A subset of extracellular vehicles ( EVs ) with particle diameters >200 nm, large vesicles ( lEVs ) contain mitochondria that increase recipient cell bioenergetics. To date, sequential centrifugation ( SC ) is the most reported protocol to separate lEVs from the smaller EVs (<200 nm)/exosomes. We have previously demonstrated that lEVs derived from brain endothelial cells ( BECs ) using the standard SC method transferred their innate mitochondria to recipient BECs, increased recipient BEC bioenergetics, reduced brain infarct volume, and improved behavioral outcomes in a mouse model of transient ischemic stroke.
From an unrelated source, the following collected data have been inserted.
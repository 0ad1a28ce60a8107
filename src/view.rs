/// Text rendering of the dashboard: status banner, summary cards, reading table
use crate::models::{Metric, Reading, SyncStatus};
use crate::sync::DashboardView;
use crate::utils::{format_datetime, format_two_decimals, ReadingSummary};

pub const NO_DATA: &str = "No data available.";

fn with_unit(value: String, unit: &str) -> String {
    if unit.is_empty() {
        value
    } else {
        format!("{} {}", value, unit)
    }
}

/// One line per metric card, in display order
pub fn render_summary(summary: &ReadingSummary) -> Vec<String> {
    Metric::ALL
        .iter()
        .map(|metric| {
            let stats = summary.metric(*metric);
            let headline = format!("{} {} (Avg)", metric.icon(), metric.title());
            // vibration is the card that reports anomalies
            let detail = match metric {
                Metric::Vibration => format!("{} anomalies", summary.anomaly_count),
                _ => format!("Max: {}", with_unit(stats.max_display(), metric.unit())),
            };
            format!(
                "{}: {} | {}",
                headline,
                with_unit(stats.average_display(), metric.unit()),
                detail
            )
        })
        .collect()
}

pub fn render_row(reading: &Reading) -> String {
    let metrics: Vec<String> = Metric::ALL
        .iter()
        .map(|m| format!("{}={}", m.field_name(), format_two_decimals(m.value(reading))))
        .collect();
    format!("{} {} {}", reading.id, metrics.join(" "), reading.label)
}

pub fn render_status(status: &SyncStatus) -> Option<String> {
    match status {
        SyncStatus::Idle => None,
        SyncStatus::Loading => Some("Loading sensor data...".to_string()),
        SyncStatus::Submitting => Some("Submitting reading...".to_string()),
        SyncStatus::Error(message) => Some(format!("Error: {}", message)),
    }
}

/// Full dashboard as lines of text
pub fn render(view: &DashboardView) -> Vec<String> {
    let mut lines = Vec::new();

    if let Some(banner) = render_status(&view.status) {
        lines.push(banner);
    }
    if let Some(synced) = &view.last_synced {
        lines.push(format!("Last updated: {}", format_datetime(synced)));
    }

    if view.readings.is_empty() {
        lines.push(NO_DATA.to_string());
        return lines;
    }

    lines.push("Summary".to_string());
    lines.extend(render_summary(&view.summary));
    lines.push(format!("Sensor Data Table ({} readings)", view.readings.len()));
    lines.extend(view.readings.iter().map(render_row));
    lines
}

#[cfg(test)]
mod tests {
    use super::*;
    use crate::models::{Label, ReadingInput};
    use crate::utils::calculate_summary;

    fn sample() -> Vec<Reading> {
        let mut anomalous = Reading::from_input(
            "s2".to_string(),
            ReadingInput {
                vibration: 3.0,
                temperature: 70.0,
                torque: 4.0,
                current: 5.0,
                noise: 60.0,
            },
        );
        anomalous.label = Label::Anomaly;
        vec![
            Reading::from_input(
                "s1".to_string(),
                ReadingInput {
                    vibration: 1.0,
                    temperature: 50.0,
                    torque: 2.0,
                    current: 3.0,
                    noise: 40.0,
                },
            ),
            anomalous,
        ]
    }

    #[test]
    fn cards_show_units_and_anomalies() {
        let lines = render_summary(&calculate_summary(&sample()));
        assert_eq!(lines.len(), 5);
        assert_eq!(lines[0], "💥 Vibration (Avg): 2.00 | 1 anomalies");
        assert_eq!(lines[1], "🌡️ Temperature (Avg): 60.00 °C | Max: 70.00 °C");
        assert_eq!(lines[2], "⚙️ Torque (Avg): 3.00 | Max: 4.00");
        assert_eq!(lines[4], "🔊 Noise (Avg): 50.00 dB | Max: 60.00 dB");
    }

    #[test]
    fn rows_label_anomalies() {
        let rows: Vec<String> = sample().iter().map(render_row).collect();
        assert!(rows[0].ends_with("Normal"));
        assert!(rows[1].starts_with("s2 vibration=3.00"));
        assert!(rows[1].ends_with("Anomaly"));
    }

    #[test]
    fn empty_view_renders_no_data_and_error_banner() {
        let view = DashboardView {
            readings: Vec::new(),
            status: SyncStatus::Error("HTTP error! status: 500".to_string()),
            summary: calculate_summary(&[]),
            last_synced: None,
        };
        let lines = render(&view);
        assert_eq!(lines, ["Error: HTTP error! status: 500", NO_DATA]);
    }
}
Despite their promising therapeutic activity, SC-isolated lEVs are likely a mixture of mitochondria-containing lEVs and non-mitochondria-containing lEVs. We hypothesized that subsequent purification of SC-isolated lEVs using density-gradient centrifugation ( DGC ) may yield a purer sample of mitochondria-containing lEVs. We established a DGC protocol to purify lEVs. In this pilot study, lEVs isolated using SC and DGC protocols were compared to determine their physicochemical characteristics and their effects on recipient BEC bioenergetics. SC-lEVs and DGC-lEVs both significantly restored ATP levels in OGD-injured BECs with no difference between groups. However, a Seahorse mitochondrial function assay revealed distinct functional effects: SC-lEVs did not significantly alter respiration, whereas DGC-lEVs induced a dose-dependent increase in oxygen consumption rate, indicating enhanced oxidative phosphorylation. These findings demonstrate that DGC purification yields a more mitochondria-enriched and functionally potent lEV preparation with an enhanced capacity to restore oxidative phosphorylation in ischemic BECs.